**Try it**
Go through the material below line by line and count those containing "Some". Write the count and nothing more.

**Material to process**
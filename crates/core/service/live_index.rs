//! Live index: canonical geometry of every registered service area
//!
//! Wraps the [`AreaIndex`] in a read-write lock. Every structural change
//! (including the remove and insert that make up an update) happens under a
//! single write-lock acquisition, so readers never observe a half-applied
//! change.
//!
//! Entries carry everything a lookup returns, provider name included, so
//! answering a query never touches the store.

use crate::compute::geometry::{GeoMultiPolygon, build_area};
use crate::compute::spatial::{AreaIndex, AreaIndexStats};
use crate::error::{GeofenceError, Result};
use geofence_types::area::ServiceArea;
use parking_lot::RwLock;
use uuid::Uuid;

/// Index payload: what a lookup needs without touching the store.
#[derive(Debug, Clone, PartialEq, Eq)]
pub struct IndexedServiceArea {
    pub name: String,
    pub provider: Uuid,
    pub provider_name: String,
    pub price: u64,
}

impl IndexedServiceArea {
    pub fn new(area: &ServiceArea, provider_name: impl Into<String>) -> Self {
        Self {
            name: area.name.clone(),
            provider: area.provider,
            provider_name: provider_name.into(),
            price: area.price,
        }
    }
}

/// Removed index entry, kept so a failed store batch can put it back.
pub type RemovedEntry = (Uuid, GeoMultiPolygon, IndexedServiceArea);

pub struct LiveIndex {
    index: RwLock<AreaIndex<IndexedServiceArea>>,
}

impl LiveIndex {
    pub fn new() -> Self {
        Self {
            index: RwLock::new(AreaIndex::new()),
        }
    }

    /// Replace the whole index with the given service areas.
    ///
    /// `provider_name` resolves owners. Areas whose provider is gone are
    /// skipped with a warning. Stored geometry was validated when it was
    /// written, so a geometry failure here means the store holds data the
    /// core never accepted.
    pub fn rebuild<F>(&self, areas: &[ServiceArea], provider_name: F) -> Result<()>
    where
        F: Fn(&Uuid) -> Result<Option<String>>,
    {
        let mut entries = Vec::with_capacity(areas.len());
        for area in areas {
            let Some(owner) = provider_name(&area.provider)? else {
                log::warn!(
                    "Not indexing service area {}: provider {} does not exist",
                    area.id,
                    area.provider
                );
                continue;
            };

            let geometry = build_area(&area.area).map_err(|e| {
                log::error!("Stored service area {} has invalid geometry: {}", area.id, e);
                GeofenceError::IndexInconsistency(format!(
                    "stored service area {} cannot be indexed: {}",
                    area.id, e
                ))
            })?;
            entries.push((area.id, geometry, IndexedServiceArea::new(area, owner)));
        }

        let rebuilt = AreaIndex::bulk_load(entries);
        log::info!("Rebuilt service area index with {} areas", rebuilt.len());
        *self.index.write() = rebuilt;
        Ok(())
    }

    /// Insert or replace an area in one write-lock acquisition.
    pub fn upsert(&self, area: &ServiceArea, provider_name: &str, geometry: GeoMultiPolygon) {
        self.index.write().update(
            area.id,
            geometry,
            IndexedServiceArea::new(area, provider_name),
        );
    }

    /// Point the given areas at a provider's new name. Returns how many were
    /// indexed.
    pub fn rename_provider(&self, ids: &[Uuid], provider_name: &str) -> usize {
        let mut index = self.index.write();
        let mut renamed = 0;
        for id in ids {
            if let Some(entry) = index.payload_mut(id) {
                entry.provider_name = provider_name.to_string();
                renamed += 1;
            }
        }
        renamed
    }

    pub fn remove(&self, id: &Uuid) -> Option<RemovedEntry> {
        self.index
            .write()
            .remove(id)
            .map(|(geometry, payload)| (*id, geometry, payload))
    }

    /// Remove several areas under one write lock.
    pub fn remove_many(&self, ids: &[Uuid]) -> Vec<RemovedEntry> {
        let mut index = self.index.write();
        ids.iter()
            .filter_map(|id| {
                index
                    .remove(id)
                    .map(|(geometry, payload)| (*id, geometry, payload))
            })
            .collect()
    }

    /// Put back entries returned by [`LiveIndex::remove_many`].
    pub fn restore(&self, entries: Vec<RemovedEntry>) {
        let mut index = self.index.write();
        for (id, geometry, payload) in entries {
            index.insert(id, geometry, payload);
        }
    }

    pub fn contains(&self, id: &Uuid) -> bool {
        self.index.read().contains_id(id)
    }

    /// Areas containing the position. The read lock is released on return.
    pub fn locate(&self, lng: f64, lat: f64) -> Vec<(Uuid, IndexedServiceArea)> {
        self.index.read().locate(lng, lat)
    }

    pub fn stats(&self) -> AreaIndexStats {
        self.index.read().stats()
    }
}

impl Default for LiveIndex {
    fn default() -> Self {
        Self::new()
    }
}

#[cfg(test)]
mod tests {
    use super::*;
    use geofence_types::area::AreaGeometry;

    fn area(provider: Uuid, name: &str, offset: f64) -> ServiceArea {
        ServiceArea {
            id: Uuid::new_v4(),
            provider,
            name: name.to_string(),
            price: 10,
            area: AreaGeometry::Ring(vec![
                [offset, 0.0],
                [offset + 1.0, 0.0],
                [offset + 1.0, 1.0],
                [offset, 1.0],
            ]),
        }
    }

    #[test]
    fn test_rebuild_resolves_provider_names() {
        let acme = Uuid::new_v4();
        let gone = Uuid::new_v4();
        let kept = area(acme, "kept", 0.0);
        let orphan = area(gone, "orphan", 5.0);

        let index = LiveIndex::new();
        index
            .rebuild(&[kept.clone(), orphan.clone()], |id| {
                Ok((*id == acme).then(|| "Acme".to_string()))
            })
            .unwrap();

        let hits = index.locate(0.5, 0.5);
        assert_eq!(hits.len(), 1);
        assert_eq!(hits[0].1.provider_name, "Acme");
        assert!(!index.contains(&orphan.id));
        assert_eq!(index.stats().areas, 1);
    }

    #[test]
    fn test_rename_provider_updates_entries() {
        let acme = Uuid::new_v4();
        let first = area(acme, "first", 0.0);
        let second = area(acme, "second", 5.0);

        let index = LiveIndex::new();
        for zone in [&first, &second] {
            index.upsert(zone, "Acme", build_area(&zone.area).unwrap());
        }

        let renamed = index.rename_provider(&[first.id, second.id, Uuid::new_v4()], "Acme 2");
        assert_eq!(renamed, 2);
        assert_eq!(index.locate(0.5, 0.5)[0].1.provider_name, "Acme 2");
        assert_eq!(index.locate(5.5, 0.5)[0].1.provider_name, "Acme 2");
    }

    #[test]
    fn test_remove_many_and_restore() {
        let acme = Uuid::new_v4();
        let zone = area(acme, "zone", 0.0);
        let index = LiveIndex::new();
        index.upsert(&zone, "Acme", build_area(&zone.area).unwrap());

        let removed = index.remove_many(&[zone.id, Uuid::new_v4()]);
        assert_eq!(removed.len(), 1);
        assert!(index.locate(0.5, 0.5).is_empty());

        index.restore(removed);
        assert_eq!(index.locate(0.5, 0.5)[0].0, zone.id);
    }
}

**Exercise result**
2